The seven-foot-tall movie creature lumbered up to a table of television soap opera stars who were gathered at Universal City to deliver a group of excited tourists to organizers of the cross-country campaign.
Until Frankenstein’s monster showed up with his fans in tow, the TV stars had all but gone unnoticed by visitors on the studio tour.
A similar anonymity is vexing Hands Across America, which so far has apparently signed up only a fraction of the 6 million to 10 million people it needs to hold hands in a line from coast to coast on May 25 in a bid to raise $100 million for the homeless.
California Figures Given
About 25% of the 400,000 people needed to form the human chain in California have “expressed an interest” in participating, organizers acknowledged Thursday as they revealed this state’s 346-mile route. It is earmarked to loop through the Valley along Ventura Boulevard.
Hands Across America may be having even less luck recruiting participants elsewhere in the United States, some visitors to Universal Studios indicated Saturday.
Lakewood, Colo., tourist Susan Pennington snapped up autographed pictures from stars of her favorite soap, “Days of Our Lives.” But the 19-year-old college student turned down a Hands Across America sign-up form from actor Michael Weiss.
“I really haven’t heard anything about it,” Pennington said. “It seems kind of impossible to do what they want to do. I don’t think I’d spend $10 to do it.”
Vicki Henry, a computer operator from Atlanta, said the line of hand-holders won’t pass close enough to her home for her to participate.
‘Memphis Is Closest’
“Memphis is the closest. I don’t know if I can work it in or not. But it’s a good cause--there are a lot of hungry people in our country,” Henry said.
Other visitors promised the stars they would contribute $10 and stand in line, however.
“I’m going to get a bunch of people at work to come with me. We’ll get a group and all stand together,” said Barbara Petitt, a grocery checker from Diamond Bar.
Insurance company worker Linda Santo of Santa Ana promised to bring her boyfriend, Huntington Beach carpenter Dale Smith, with her on May 25.
“I can’t see myself doing it,” Smith said. Santo shot him a glance and he reconsidered. “Now that I think about it, it will be awesome to do it,” said Smith.

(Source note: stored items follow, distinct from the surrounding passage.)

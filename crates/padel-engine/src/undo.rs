//! Bounded undo stack of match snapshots.
//!
//! Before every mutating scoring call the scorer pushes a full copy of the
//! live [`Match`]. Snapshots are plain clones; nothing is shared with the
//! live match. When the stack is full the oldest snapshot is dropped.

use std::collections::VecDeque;

use padel_model::match_state::Match;

/// Default number of snapshots kept.
pub const DEFAULT_UNDO_CAPACITY: usize = 50;

/// Most-recent-last stack of match snapshots with a fixed capacity.
#[derive(Debug, Clone)]
pub struct UndoStack {
    snapshots: VecDeque<Match>,
    capacity: usize,
}

impl Default for UndoStack {
    fn default() -> Self {
        Self::with_capacity(DEFAULT_UNDO_CAPACITY)
    }
}

impl UndoStack {
    /// A stack holding at most `capacity` snapshots. A capacity of 0 keeps
    /// nothing, which disables undo.
    pub fn with_capacity(capacity: usize) -> Self {
        Self {
            snapshots: VecDeque::with_capacity(capacity.min(DEFAULT_UNDO_CAPACITY)),
            capacity,
        }
    }

    /// Push a snapshot, evicting the oldest one when full.
    pub fn push(&mut self, snapshot: Match) {
        if self.capacity == 0 {
            return;
        }
        if self.snapshots.len() == self.capacity {
            self.snapshots.pop_front();
        }
        self.snapshots.push_back(snapshot);
    }

    /// Take the most recent snapshot.
    pub fn pop(&mut self) -> Option<Match> {
        self.snapshots.pop_back()
    }

    /// The most recent snapshot, without removing it.
    pub fn peek(&self) -> Option<&Match> {
        self.snapshots.back()
    }

    pub fn clear(&mut self) {
        self.snapshots.clear();
    }

    pub fn can_undo(&self) -> bool {
        !self.snapshots.is_empty()
    }

    pub fn len(&self) -> usize {
        self.snapshots.len()
    }

    pub fn is_empty(&self) -> bool {
        self.snapshots.is_empty()
    }

    pub fn capacity(&self) -> usize {
        self.capacity
    }
}

#[cfg(test)]
mod tests {
    use super::*;

    fn named(name: &str) -> Match {
        Match::new(name, "x")
    }

    #[test]
    fn push_pop_is_lifo() {
        let mut stack = UndoStack::default();
        assert!(!stack.can_undo());
        stack.push(named("first"));
        stack.push(named("second"));
        assert_eq!(stack.len(), 2);
        assert_eq!(stack.peek().unwrap().team1_name(), "second");
        assert_eq!(stack.pop().unwrap().team1_name(), "second");
        assert_eq!(stack.pop().unwrap().team1_name(), "first");
        assert!(stack.pop().is_none());
    }

    #[test]
    fn overflow_evicts_oldest() {
        let mut stack = UndoStack::with_capacity(3);
        for i in 0..5 {
            stack.push(named(&i.to_string()));
        }
        assert_eq!(stack.len(), 3);
        let drained: Vec<String> = std::iter::from_fn(|| stack.pop())
            .map(|m| m.team1_name().to_owned())
            .collect();
        assert_eq!(drained, vec!["4", "3", "2"]);
    }

    #[test]
    fn default_capacity_is_fifty() {
        let mut stack = UndoStack::default();
        for _ in 0..60 {
            stack.push(Match::default());
        }
        assert_eq!(stack.capacity(), DEFAULT_UNDO_CAPACITY);
        assert_eq!(stack.len(), 50);
    }

    #[test]
    fn zero_capacity_keeps_nothing() {
        let mut stack = UndoStack::with_capacity(0);
        stack.push(Match::default());
        assert!(!stack.can_undo());
    }

    #[test]
    fn clear_empties() {
        let mut stack = UndoStack::default();
        stack.push(Match::default());
        stack.clear();
        assert!(stack.is_empty());
    }
}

When the Frankenstein monster stalked off, TV stars Danielle Briseboise, Arleen Sorkin and Page Moseley fanned out to lure other tour visitors to the table.
Moseley borrowed a tour guide’s portable public address speaker to urge participation in Hands Across America.
“It hit me today that maybe I haven’t done enough for this,” he said. “I told my wife that people don’t know that much about this. We’re not doing enough to get the word out.”